Patient safety and health outcomes are directly affected by treatment interruptions, medicine rationing, anxiety, and adverse events, the report concludes, and the burden on pharmacy teams is intensifying with staff spending multiple hours daily sourcing medicines.
The APPG says the underlying causes of medicines shortages include global supply chain fragility and over-reliance on international API manufacturing. Other reasons include an erosion of domestic manufacturing capacity, and post-Brexit regulatory divergence leading to added cost pressures.
Community Pharmacy England chief executive, Janet Morrison, said that the APPG’s inquiry provides yet more evidence highlighting the medicines supply situation. CPE’s recent medicines supply report found that one in four pharmacy teams is spening more than two hours a day sourcing alternative medicines for their patients.
“The APPG report recommendations echo what we have been saying for years and clearly set out what is needed to achieve real change. This is a longstanding issue that must not become the new norm,” she said.
Duncan Rudkin, the General Pharmaceutical Council's chief executive, said: "We have heard first-hand about the damaging impacts of medicines shortages.

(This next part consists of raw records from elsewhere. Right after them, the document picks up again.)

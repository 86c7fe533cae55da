//! # Sitecraft HTML Compiler
//!
//! Serializes an element tree to static HTML and collects the per-element
//! style rules that `sitecraft-compiler-css` turns into the stylesheet.
//!
//! Generic elements map to a single tag. The composite types (`navbar`,
//! `hero`, `footer`, `cta`, `mintingSection`) are rendered by composers that
//! regroup their children into fixed slot containers.

mod attributes;
mod compiler;
mod composers;
mod tags;

pub use compiler::{
    compile, compile_document, compile_hierarchy, compile_with_registry, CompileError,
    CompileOptions, CompileResult, CompiledPage,
};

#[cfg(test)]
mod tests;
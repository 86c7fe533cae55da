use super::open_store;
use crate::config::Config;
use anyhow::{Context, Result};
use clap::Args;
use colored::Colorize;
use sitecraft_editor::Mutation;
use std::fs;
use std::path::{Path, PathBuf};

#[derive(Debug, Args)]
pub struct ApplyArgs {
    /// JSON file holding an array of mutations
    pub file: PathBuf,
}

/// Apply a batch of mutations in order. Mutations that target a missing
/// element are reported as skipped; a structural error stops the batch.
pub fn apply(args: ApplyArgs, cwd: &Path) -> Result<()> {
    let config = Config::load(cwd)?;
    let path = cwd.join(&args.file);
    let content = fs::read_to_string(&path)
        .with_context(|| format!("Cannot read {}", path.display()))?;
    let mutations: Vec<Mutation> = serde_json::from_str(&content)
        .with_context(|| format!("Invalid mutation batch in {}", path.display()))?;

    let mut store = open_store(&config, cwd);
    let mut applied = 0;
    let mut skipped = 0;

    for (index, mutation) in mutations.into_iter().enumerate() {
        let result = store
            .apply(mutation)
            .with_context(|| format!("Mutation #{} failed", index))?;

        match (result.applied, result.created_id) {
            (true, Some(id)) => {
                applied += 1;
                println!("  {} #{} created {}", "✓".green(), index, id.bright_white());
            }
            (true, None) => applied += 1,
            (false, _) => {
                skipped += 1;
                println!("  {} #{} target not found", "⚠️".yellow(), index);
            }
        }
    }

    println!();
    println!(
        "{} {} applied, {} skipped",
        "✅".green(),
        applied,
        skipped
    );

    Ok(())
}
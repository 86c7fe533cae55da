use crate::config::{Config, DEFAULT_CONFIG_NAME};
use anyhow::Result;
use clap::Args;
use colored::Colorize;
use sitecraft_editor::Persistence;
use std::fs;
use std::path::Path;

#[derive(Debug, Args)]
pub struct InitArgs {
    /// Directory for the persisted element store
    #[arg(short, long, default_value = ".sitecraft")]
    pub storage_dir: String,

    /// Export output directory
    #[arg(short, long, default_value = "dist")]
    pub out_dir: String,

    /// Page title
    #[arg(short, long, default_value = "Sitecraft Page")]
    pub title: String,

    /// Force overwrite existing config and reset the store
    #[arg(short, long)]
    pub force: bool,
}

pub fn init(args: InitArgs, cwd: &Path) -> Result<()> {
    let config_path = cwd.join(DEFAULT_CONFIG_NAME);

    if config_path.exists() && !args.force {
        println!(
            "{} {} already exists",
            "⚠️".yellow(),
            DEFAULT_CONFIG_NAME.bright_white()
        );
        println!("Use --force to overwrite");
        return Ok(());
    }

    println!("{}", "📝 Initializing Sitecraft project...".bright_blue().bold());

    let config = Config {
        storage_dir: args.storage_dir,
        out_dir: args.out_dir,
        title: args.title,
        ..Default::default()
    };

    let storage = config.storage_path(cwd);
    Persistence::file(&storage).save(&[])?;
    println!("  {} Created {}/", "✓".green(), config.storage_dir);

    fs::write(&config_path, serde_json::to_string_pretty(&config)?)?;
    println!("  {} Created {}", "✓".green(), DEFAULT_CONFIG_NAME);

    println!();
    println!("{}", "✅ Project initialized!".green().bold());
    println!();
    println!("Next steps:");
    println!("  1. Run: sitecraft add navbar --structure twoColumn");
    println!("  2. Run: sitecraft export");
    println!("  3. Check output in {}/", config.out_dir);

    Ok(())
}
use sitecraft_model::{Element, ElementKind};

/// HTML tag for a generic element, `None` when the type has no mapping.
/// Composite types are rendered by composers and never reach here.
pub(crate) fn tag_for(element: &Element) -> Option<String> {
    let tag = match &element.kind {
        ElementKind::Paragraph => "p",
        ElementKind::Heading => return Some(format!("h{}", heading_level(element))),
        ElementKind::Anchor => "a",
        ElementKind::Image => "img",
        ElementKind::List => {
            if element
                .configuration
                .as_ref()
                .and_then(|c| c.list_type())
                == Some("ordered")
            {
                "ol"
            } else {
                "ul"
            }
        }
        ElementKind::ListItem => "li",
        ElementKind::TableRow => "tr",
        ElementKind::TableCell => "td",
        ElementKind::LineBreak => "br",
        ElementKind::Container => "div",
        ElementKind::ConnectWalletButton => "button",
        ElementKind::Span
        | ElementKind::Button
        | ElementKind::Video
        | ElementKind::Audio
        | ElementKind::Iframe
        | ElementKind::Table
        | ElementKind::Form
        | ElementKind::Input
        | ElementKind::Textarea
        | ElementKind::Select
        | ElementKind::Label
        | ElementKind::Section
        | ElementKind::Div
        | ElementKind::Blockquote
        | ElementKind::Code
        | ElementKind::Pre
        | ElementKind::Hr
        | ElementKind::Progress
        | ElementKind::Meter => element.kind.as_str(),
        ElementKind::Navbar
        | ElementKind::Hero
        | ElementKind::Footer
        | ElementKind::Cta
        | ElementKind::MintingSection
        | ElementKind::Other(_) => return None,
    };

    Some(tag.to_string())
}

fn heading_level(element: &Element) -> u8 {
    element.level.unwrap_or(1).clamp(1, 6)
}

We welcome this report and strongly agree the current situation must not be allowed to become the new normal.
“We support the recommendations to help tackle medicines shortages, including empowering pharmacists to make dose and formula substitutions when medicines are unavailable, to support continuity of care for patients and reduce pressures on pharmacy teams and GPs.
“Whilst we do not have a direct role in relation to managing medicines shortages, we are committed to being part of ongoing discussions about what more we can all do to help mitigate the significant impact they are having."
To inform its inquiry, the APPG collected evidence through a survey of 112 pharmacists and pharmacy team members, a separate survey of 51 GPs and prescribers, a written call for evidence that attracted responses from 60 organisations and patients and a parliamentary oral evidence session with key stakeholders.